No caso da Europa, esse argumento se baseia na ideia de
que os eleitores dos partidos sociais-democratas mudaram de lado e
passaram a votar na extrema-direita. Só que isso não aconteceu. A
social-democracia tem culpa em muitas coisas, mas não no surgimento da
ultradireita. Dados empíricos mostram que a maioria dos atuais eleitores
da ultradireita não são pessoas que votavam antes na social-democracia,
mas aqueles que estavam com direita convencional. A extrema-direita
tomou o lugar desta direita convencional e isso explica em grande medida
a decadência dos partidos democratas cristãos europeus.
Qual é o futuro da direita?
A direita está se dividindo em dois segmentos: um que segue
respeitando as regras da democracia liberal, como a CDU de Angela Merkel
na Alemanha, e o outro, dos partidos ultrarradicais, como o também
alemão Afd (neofascista). Esta questão está empiricamente bem
demostrada. O segundo ponto é que tanto na Europa e quanto nos EUA quem
vota na extrema-direita não são os eleitores mais pobres, isso quando os
mais pobres votam. Na França, por exemplo, o voto no (populista de
esquerda) Jean-Luc Mèlechon é de pessoas bem mais pobres do que os que
votam (na populista de extrema-direita) Marine Le Pen.
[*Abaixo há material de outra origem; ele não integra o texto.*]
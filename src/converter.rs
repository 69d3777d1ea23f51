//! BPE Converter - token encoding and decoding with a learned merge table.
//!
//! Encoding applies merges in the order they were learned during training.
//! Instead of one full pass per merge rule, a priority queue keyed by
//! (merge order, position) visits only the pairs that can actually merge,
//! which gives the same result as replaying the table rule by rule.

use std::{cmp::Ordering, collections::BinaryHeap};

use crate::{
    error::Result,
    merges::MergeTable,
    types::{ByteSeq, MergeOrder, Token, TokenPair},
    vocab::Vocabulary,
};

/// Item in the priority queue for merge ordering.
///
/// Candidates are ordered by merge_order (earliest first) with position
/// as a tiebreaker. This ensures we apply merges in the correct training order.
#[derive(Debug, PartialEq, Eq)]
struct MergeCandidate {
    /// Merge order from training (0 = first merge, 1 = second merge, etc.).
    ///
    /// Lower values have higher priority and will be applied first.
    merge_order: MergeOrder,

    /// The token pair to be merged.
    pair: TokenPair,

    /// Position in the token sequence where this pair starts.
    ///
    /// Earlier positions win, which makes overlapping occurrences resolve
    /// greedily from the left.
    position: usize,
}

impl PartialOrd for MergeCandidate {
    fn partial_cmp(&self, other: &Self) -> Option<Ordering> {
        Some(self.cmp(other))
    }
}

impl Ord for MergeCandidate {
    fn cmp(&self, other: &Self) -> Ordering {
        // We reverse the comparison (other vs self) to create min-heap behavior
        // from Rust's max-heap BinaryHeap.
        other
            .merge_order
            .cmp(&self.merge_order)
            .then_with(|| other.position.cmp(&self.position))
    }
}

/// Read-only trained artifact: merge table plus the vocabulary it implies.
///
/// # Time Complexity
///
/// Encoding is O(N log N) where N is the input token sequence length.
///
/// # Example
///
/// ```
/// use bytebpe::{BPEConverter, MergeTable};
///
/// let table = MergeTable::from_merges(vec![((97, 98), 256), ((256, 97), 257)]).unwrap();
/// let converter = BPEConverter::new(table).unwrap();
/// assert_eq!(converter.encode(vec![97, 98, 97]), vec![257]);
/// assert_eq!(converter.decode(&[257]).unwrap(), b"aba".to_vec());
/// ```
#[derive(Debug, Clone, PartialEq, Eq)]
pub struct BPEConverter {
    /// Ordered merge rules with pair -> (merged_token, merge_order) lookup.
    merges: MergeTable,

    /// Maps token IDs to their byte sequences.
    vocab: Vocabulary,
}

impl BPEConverter {
    /// Creates a converter from a merge table, rebuilding the vocabulary by
    /// replaying the merges over the 256 base bytes.
    ///
    /// # Errors
    ///
    /// Returns [`crate::BpeError::UnknownToken`] if a rule references an id
    /// that does not exist at that point of the table. Tables built with
    /// [`MergeTable::from_merges`] are already validated and never fail here.
    pub fn new(merges: MergeTable) -> Result<Self> {
        let mut vocab = Vocabulary::new();
        for rule in merges.rules() {
            vocab.push_merge(rule.pair)?;
        }
        Ok(Self { merges, vocab })
    }

    /// Wraps a table and the vocabulary training grew alongside it.
    pub(crate) fn from_parts(merges: MergeTable, vocab: Vocabulary) -> Self {
        debug_assert_eq!(vocab.len(), crate::BASE_VOCAB_SIZE + merges.len());
        Self { merges, vocab }
    }

    /// Encodes a token sequence by applying learned BPE merge rules.
    ///
    /// Merges are applied in the order they were learned during training,
    /// using a priority queue to efficiently find and apply the next merge.
    ///
    /// # Returns
    ///
    /// A new token sequence with all applicable merge rules applied.
    /// The output will have the same or fewer tokens than the input.
    pub fn encode(&self, tokens: Vec<Token>) -> Vec<Token> {
        if tokens.len() <= 1 || self.merges.is_empty() {
            return tokens;
        }

        let mut heap = BinaryHeap::new();

        // results[pos] = Some(token) | None
        // None indicates consumed by prev merge
        let mut results: Vec<Option<Token>> = tokens.iter().map(|&t| Some(t)).collect();

        self.initialize_minheap(&tokens, &mut heap);

        // process merges in training order (lowest merge_order first)
        while let Some(candidate) = heap.pop() {
            let pos = candidate.position;

            // the left token could be a normal token or a merged token
            let Some(left) = results.get(pos).copied().flatten() else {
                continue;
            };
            // if the left token is a merged token, pos+1 is None;
            // skip to the closest live token on the right
            let mut right_idx = pos + 1;
            while right_idx < results.len() && matches!(results.get(right_idx), Some(None)) {
                right_idx += 1;
            }
            let Some(right) = results.get(right_idx).copied().flatten() else {
                continue;
            };

            // stale candidate
            if candidate.pair != TokenPair(left, right) {
                continue;
            }

            let Some((merge_tok, _order)) = self.merges.get(&candidate.pair) else {
                continue;
            };

            results[pos] = Some(merge_tok);
            results[right_idx] = None;

            self.track_new_merge_candidate(&mut heap, &results, pos, merge_tok, true);
            self.track_new_merge_candidate(&mut heap, &results, pos, merge_tok, false);
        }

        results.into_iter().flatten().collect()
    }

    /// Adds new merge candidates to the priority queue after a successful merge.
    ///
    /// After merging two tokens, the new merged token may form mergeable pairs
    /// with its left and right neighbors.
    ///
    /// # Arguments
    ///
    /// * `heap` - The priority queue to add candidates to.
    /// * `results` - Current token sequence with merged positions marked as None.
    /// * `pos` - Position of the newly merged token.
    /// * `merged_tok` - The token ID of the newly merged token.
    /// * `check_left` - If true, checks left neighbor; otherwise checks right neighbor.
    fn track_new_merge_candidate(
        &self,
        heap: &mut BinaryHeap<MergeCandidate>,
        results: &[Option<Token>],
        pos: usize,
        merged_tok: Token,
        check_left: bool,
    ) {
        let n = results.len();

        let idx = if check_left {
            if pos == 0 {
                return;
            }
            let mut idx = pos - 1;
            while idx > 0 && matches!(results.get(idx), Some(None)) {
                idx -= 1;
            }
            idx
        } else {
            let mut idx = pos + 1;
            while idx < n && matches!(results.get(idx), Some(None)) {
                idx += 1;
            }
            idx
        };

        let Some(&Some(tok)) = results.get(idx) else {
            return;
        };

        let pair = if check_left {
            TokenPair(tok, merged_tok)
        } else {
            TokenPair(merged_tok, tok)
        };

        if let Some((_merge_tok, merge_order)) = self.merges.get(&pair) {
            let position = if check_left { idx } else { pos };
            heap.push(MergeCandidate {
                merge_order,
                pair,
                position,
            });
        }
    }

    /// Populates the priority queue with all initial mergeable pairs.
    fn initialize_minheap(&self, tokens: &[Token], heap: &mut BinaryHeap<MergeCandidate>) {
        for (i, window) in tokens.windows(2).enumerate() {
            let pair = TokenPair(window[0], window[1]);
            if let Some((_, merge_order)) = self.merges.get(&pair) {
                heap.push(MergeCandidate {
                    merge_order,
                    pair,
                    position: i,
                });
            }
        }
    }

    /// Checks if a token pair can be merged according to learned rules.
    pub fn can_merge(&self, left: Token, right: Token) -> bool {
        self.merges.contains(&TokenPair(left, right))
    }

    /// Returns the total number of merge rules in this converter.
    pub fn num_merges(&self) -> usize {
        self.merges.len()
    }

    /// The ordered merge table.
    pub fn merges(&self) -> &MergeTable {
        &self.merges
    }

    /// Returns a reference to the vocabulary.
    pub fn vocab(&self) -> &Vocabulary {
        &self.vocab
    }

    /// Decodes a token sequence back into bytes.
    ///
    /// # Errors
    ///
    /// Returns [`crate::BpeError::UnknownToken`] if any token ID is not in the
    /// vocabulary.
    pub fn decode(&self, tokens: &[Token]) -> Result<ByteSeq> {
        self.vocab.decode(tokens)
    }
}
//! Fuzz target for batch CSV parsing.
//!
//! Arbitrary bytes must classify into rows or fail with a `RecordError`,
//! and every parse error must convert into a reportable error.

#![no_main]

use libfuzzer_sys::fuzz_target;
use midsin_common::ErrorReport;
use midsin_core::records::{read_rows, Row};

fuzz_target!(|data: &[u8]| {
    let rows = match read_rows(data) {
        Ok(rows) => rows,
        Err(err) => {
            let _ = ErrorReport::from(&midsin_common::Error::from(err)).to_json();
            return;
        }
    };
    for row in rows {
        if let Row::Assay { input: Err(err), line, .. } = row {
            assert_eq!(err.line(), line);
            let _ = ErrorReport::from(&midsin_common::Error::from(err));
        }
    }
});
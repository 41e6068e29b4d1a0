//! Event vocabulary for structured logs.
//!
//! Every event carries a stable name (used as the tracing target) and the
//! evaluation stage it belongs to.

use serde::{Deserialize, Serialize};

/// Evaluation stage an event was emitted from.
#[derive(Debug, Clone, Copy, PartialEq, Eq, Serialize, Deserialize)]
#[serde(rename_all = "lowercase")]
pub enum Stage {
    /// Startup, settings resolution, record parsing.
    Parse,
    /// Assay validation and state classification.
    Model,
    /// Mode, grid, cdf and credible intervals.
    Posterior,
    /// Reed-Muench and Spearman-Kärber.
    Classical,
    /// Formatting and writing results.
    Output,
}

impl std::fmt::Display for Stage {
    fn fmt(&self, f: &mut std::fmt::Formatter<'_>) -> std::fmt::Result {
        let s = match self {
            Stage::Parse => "parse",
            Stage::Model => "model",
            Stage::Posterior => "posterior",
            Stage::Classical => "classical",
            Stage::Output => "output",
        };
        write!(f, "{}", s)
    }
}

/// Stable event names.
pub mod event_names {
    pub const RUN_STARTED: &str = "run.started";
    pub const RUN_FINISHED: &str = "run.finished";
    pub const CONFIG_LOADED: &str = "config.loaded";

    pub const RECORDS_PARSED: &str = "records.parsed";

    pub const EVALUATE_STARTED: &str = "evaluate.started";
    pub const EVALUATE_FINISHED: &str = "evaluate.finished";
    pub const ASSAY_DEGENERATE: &str = "assay.degenerate";

    pub const POSTERIOR_MODE: &str = "posterior.mode";
    pub const POSTERIOR_GRID: &str = "posterior.grid";
    pub const POSTERIOR_BOUNDS: &str = "posterior.bounds";

    pub const CLASSICAL_UNDEFINED: &str = "classical.undefined";

    pub const BATCH_ROW_FAILED: &str = "batch.row_failed";
    pub const BATCH_FINISHED: &str = "batch.finished";

    pub const OUTPUT_WRITTEN: &str = "output.written";
}

/// Correlation data attached to every event of one invocation.
#[derive(Debug, Clone, PartialEq, Eq, Serialize, Deserialize)]
pub struct LogContext {
    /// Unique ID for this invocation.
    pub run_id: String,
}

impl LogContext {
    pub fn new(run_id: impl Into<String>) -> Self {
        LogContext {
            run_id: run_id.into(),
        }
    }

    /// Context with a freshly generated run ID.
    pub fn generate() -> Self {
        LogContext::new(super::generate_run_id())
    }
}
Os eleitores da
extrema direita estão mais bem integrados no sistema econômico.
Mas a economia segue tendo influência na política?
A crise econômica importa porque ela gera a transformação
do status socioeconômico do eleitor, na forma como ele subjetivamente se
enxerga na sociedade. Um operário que antes se achava parte da classe
média baixa, hoje se sente mais abaixo, mesmo que objetivamente não
esteja mal economicamente. A percepção desse status é uma questão mais
subjetiva do que objetiva. O eleitor segue tendo acesso à saúde,
educação, mas subjetivamente se sente como se tivesse sido deslocado
para baixo e esta sensação de “perdedor da globalização” é usada com
maestria pelos partidos de extrema-direita.
E a famosa frase do marqueteiro James Carville “é a economia, estúpido” para explicar a importância do bolso na hora do voto?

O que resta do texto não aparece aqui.